Although the clinical presentations of illness by respiratory viruses overlap, presumptive diagnosis of the specific etiology is based on clinical presentation, setting, and, most importantly, epidemiologic information. In the past, virus isolation or seroconversion was necessary for a definitive diagnosis. Today many respiratory viral infections can be diagnosed through the use of new techniques.

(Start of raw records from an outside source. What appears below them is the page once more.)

#[cfg(test)]
mod tests {
    use super::{
        Control, Input, Mode, RenderContext, Widget, leaf_controls, render_field, render_fields,
    };
    use crate::{Choice, Codec, DataMap, EditValue, FieldKind, FieldSchema, FieldSet};
    use serde_json::json;
    use std::collections::BTreeMap;

    fn values(value: serde_json::Value) -> DataMap {
        match value {
            serde_json::Value::Object(map) => map,
            _ => DataMap::new(),
        }
    }

    fn render(field: &FieldSchema, mode: Mode, data: &DataMap) -> Option<Control> {
        let errors = BTreeMap::new();
        render_field(field, mode, RenderContext::new(Codec::UTC, data, &errors))
    }

    #[test]
    fn edit_dispatch_covers_every_kind() {
        let data = values(json!({
            "name": "Jane",
            "count": 3,
            "vip": true,
            "installDate": "2024-02-01T10:00:00Z",
            "meta": {"a": 1},
            "channel": "sms",
            "notes": "line"
        }));
        let cases = [
            (FieldSchema::new("name", "Name", FieldKind::String), "TextInput"),
            (FieldSchema::new("count", "Count", FieldKind::Number), "NumberInput"),
            (FieldSchema::new("vip", "VIP", FieldKind::Boolean), "Toggle"),
            (FieldSchema::new("installDate", "Install", FieldKind::Datetime), "DateTime"),
            (FieldSchema::new("meta", "Meta", FieldKind::Json), "TextArea"),
            (
                FieldSchema::new("channel", "Channel", FieldKind::select(vec![], false)),
                "Choice",
            ),
            (FieldSchema::new("notes", "Notes", FieldKind::text()), "TextArea"),
            (
                FieldSchema::new("intro", "", FieldKind::Static { html: "<p>hi</p>".to_owned() }),
                "Static",
            ),
            (FieldSchema::new("box", "Box", FieldKind::group(vec![])), "Section"),
        ];

        for (field, expected) in cases {
            let control = render(&field, Mode::Edit, &data).expect("edit renders every field");
            let actual = match control.widget {
                Widget::TextInput { .. } => "TextInput",
                Widget::NumberInput { .. } => "NumberInput",
                Widget::TextArea { .. } => "TextArea",
                Widget::Toggle { .. } => "Toggle",
                Widget::DateTime { .. } => "DateTime",
                Widget::DateTimeRange { .. } => "DateTimeRange",
                Widget::Choice { .. } => "Choice",
                Widget::Static { .. } => "Static",
                Widget::Section { .. } => "Section",
                Widget::Text { .. } => "Text",
            };
            assert_eq!(actual, expected, "widget for {}", field.name);
        }
    }

    #[test]
    fn json_text_area_has_default_placeholder() {
        let field = FieldSchema::new("meta", "Meta", FieldKind::Json);
        let control = render(&field, Mode::Edit, &DataMap::new()).expect("renders");
        assert_eq!(
            control.widget,
            Widget::TextArea {
                value: String::new(),
                rows: 4,
                placeholder: Some("Enter valid JSON".to_owned()),
            }
        );
    }

    #[test]
    fn nullable_select_offers_empty_choice_and_rejects_unknown_values() {
        let field = FieldSchema::new(
            "channel",
            "Channel",
            FieldKind::select(vec![Choice::new("sms", "SMS"), Choice::new("call", "Call")], true),
        );
        let control = render(&field, Mode::Edit, &DataMap::new()).expect("renders");
        let Widget::Choice { options, .. } = &control.widget else {
            panic!("select renders a choice");
        };
        assert_eq!(options.len(), 3);
        assert_eq!(options[0].value, "");

        assert_eq!(
            control.accept(Input::Choose("call".to_owned())),
            Some(EditValue::Text("call".to_owned()))
        );
        assert_eq!(
            control.accept(Input::Choose(String::new())),
            Some(EditValue::Text(String::new()))
        );
        assert_eq!(control.accept(Input::Choose("fax".to_owned())), None);
    }

    #[test]
    fn read_only_and_locked_controls_accept_nothing() {
        let read_only = FieldSchema::new("code", "Code", FieldKind::String).read_only();
        let control = render(&read_only, Mode::Edit, &DataMap::new()).expect("renders");
        assert!(control.disabled);
        assert_eq!(control.accept(Input::Text("x".to_owned())), None);

        let errors = BTreeMap::new();
        let data = DataMap::new();
        let editable = FieldSchema::new("name", "Name", FieldKind::String);
        let locked = render_field(
            &editable,
            Mode::Edit,
            RenderContext::new(Codec::UTC, &data, &errors).locked(true),
        )
        .expect("renders");
        assert!(!locked.is_interactive());
    }

    #[test]
    fn toggle_flips_current_state() {
        let field = FieldSchema::new("vip", "VIP", FieldKind::Boolean);
        let control = render(&field, Mode::Edit, &values(json!({"vip": true}))).expect("renders");
        assert_eq!(control.accept(Input::Toggle), Some(EditValue::Flag(false)));
        assert_eq!(control.accept(Input::Text("x".to_owned())), None);
    }

    #[test]
    fn display_mode_formats_values_and_uses_choice_labels() {
        let data = values(json!({"vip": false, "channel": "sms", "when": "2024-02-01T10:00:00Z"}));
        let fields = FieldSet::new(vec![
            FieldSchema::new("vip", "VIP", FieldKind::Boolean),
            FieldSchema::new(
                "channel",
                "Channel",
                FieldKind::select(vec![Choice::new("sms", "SMS")], false),
            ),
            FieldSchema::new("when", "When", FieldKind::Datetime),
            FieldSchema::new("missing", "Missing", FieldKind::String),
        ]);
        let errors = BTreeMap::new();
        let controls = render_fields(
            &fields,
            Mode::Display,
            RenderContext::new(Codec::UTC, &data, &errors),
        );
        let texts: Vec<&str> = controls.iter().filter_map(Control::text).collect();
        assert_eq!(texts, vec!["No", "SMS", "2/1/2024, 10:00:00 AM", "—"]);
        assert!(controls.iter().all(|control| control.disabled));
    }

    #[test]
    fn hidden_fields_render_only_in_edit_mode() {
        let mut field = FieldSchema::new("secret", "Secret", FieldKind::String);
        field.visible = false;
        let data = DataMap::new();
        assert!(render(&field, Mode::Edit, &data).is_some());
        assert!(render(&field, Mode::Display, &data).is_none());
        assert!(render(&field, Mode::Filter, &data).is_none());
    }

    #[test]
    fn filter_mode_differs_for_datetime_and_omits_structure() {
        let data = values(json!({"installDate": {"from": "2024-01-01T00:00:00Z", "to": ""}}));
        let datetime = FieldSchema::new("installDate", "Install", FieldKind::Datetime);
        let control = render(&datetime, Mode::Filter, &data).expect("datetime filter renders");
        assert_eq!(
            control.widget,
            Widget::DateTimeRange {
                from: "2024-01-01T00:00".to_owned(),
                to: String::new(),
            }
        );
        assert_eq!(
            control.accept(Input::To("2024-03-01T00:00".to_owned())),
            Some(EditValue::Range {
                from: "2024-01-01T00:00".to_owned(),
                to: "2024-03-01T00:00".to_owned(),
            })
        );

        let stat = FieldSchema::new("intro", "", FieldKind::Static { html: String::new() });
        let group = FieldSchema::new("box", "Box", FieldKind::group(vec![]));
        assert!(render(&stat, Mode::Filter, &data).is_none());
        assert!(render(&group, Mode::Filter, &data).is_none());
    }

    #[test]
    fn read_only_fields_remain_filterable() {
        let field = FieldSchema::new("code", "Code", FieldKind::String).read_only();
        let control = render(&field, Mode::Filter, &DataMap::new()).expect("renders");
        assert!(!control.disabled);
    }

    #[test]
    fn groups_recurse_and_carry_errors_to_children() {
        let fields = FieldSet::new(vec![FieldSchema::new(
            "contact",
            "Contact",
            FieldKind::group(vec![
                FieldSchema::new("phone", "Phone", FieldKind::String).required(),
                FieldSchema::new("intro", "", FieldKind::Static { html: "x".to_owned() }),
            ]),
        )]);
        let data = DataMap::new();
        let errors = BTreeMap::from([("phone".to_owned(), "Phone is required".to_owned())]);
        let controls = render_fields(
            &fields,
            Mode::Edit,
            RenderContext::new(Codec::UTC, &data, &errors),
        );

        let leaves = leaf_controls(&controls);
        assert_eq!(leaves.len(), 1);
        assert_eq!(leaves[0].name, "phone");
        assert!(leaves[0].required);
        assert_eq!(leaves[0].error.as_deref(), Some("Phone is required"));
    }
}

Viral specimens should be obtained as early as possible during the period of greatest viral excretion. Nasopharyngeal washings or swabs of the throat are most widely used. Cultures may be negative in up to 40% of patients during acute viral respiratory tract disease; failure to isolate a virus is not definitive evidence against the diagnosis of viral pneumonia. Serologic tests including complement fixation, hemagglutination inhibition, enzyme-linked solid-phase assays (enzyme-linked immunosorbent assays), and antibody assays have been used in the diagnosis of viral infection. Histologic evidence of infection in biopsy or postmortem specimens may be helpful, particularly when intranuclear inclusions are documented. Rapid diagnostic techniques focus on detection of the virus or its components in the sample. These new techniques include refinements in the use of immunofluorescence, enzyme immunoassay, time-resolved fluoroimmunoassay, latex agglutination assays, and use of nucleic acid hybridization methods, such as deoxyribonucleic acid (DNA) probes and PCR.5558


Three major clinical syndromes are associated with lower respiratory tract viral illness:







Specific Pathogens


We will review the most common viral pathogens that cause pneumonitis in children but have elected to exclude such viruses as Hantavirus that are beyond the scope of this chapter. Please refer to more up-to-date journal articles for specific pathogens of interest (see also Chapter 102: Neuroendrocrine-Immune Mediator Cooordination and Disarray in Critical Illness.).25, 61



Respiratory Syncytial Virus


RSV is the most common cause of bronchiolitis and pneumonia in the United States in children between the ages of 6 months and 3 years. The disease produced by RSV varies from upper respiratory tract infection to severe bronchiolitis and pneumonia with wheezing and respiratory failure.59 Higher mortality rates and greater severity with prolonged symptoms occur in infants and children younger than 6 weeks of age and in those who have a history of prematurity, chronic lung disease, cardiopulmonary disease, congenital heart disease, pulmonary hypertension, or neuromuscular impairment and in those receiving chemotherapy or immunosuppressive therapy. 16,6270 Signs of RSV pneumonia include wheezing, dyspnea, pulmonary infiltrates, and areas of atelectasis and hyperinflation on the chest radiograph. RSV infection may result in increased airway reactivity and airway resistance that persists for months. Significant respiratory tract shedding of virus continues for up to 21 days from the onset of illness. Nosocomial spread of RSV infection is common, and early diagnosis and appropriate isolation techniques are critical in hospitalized patients.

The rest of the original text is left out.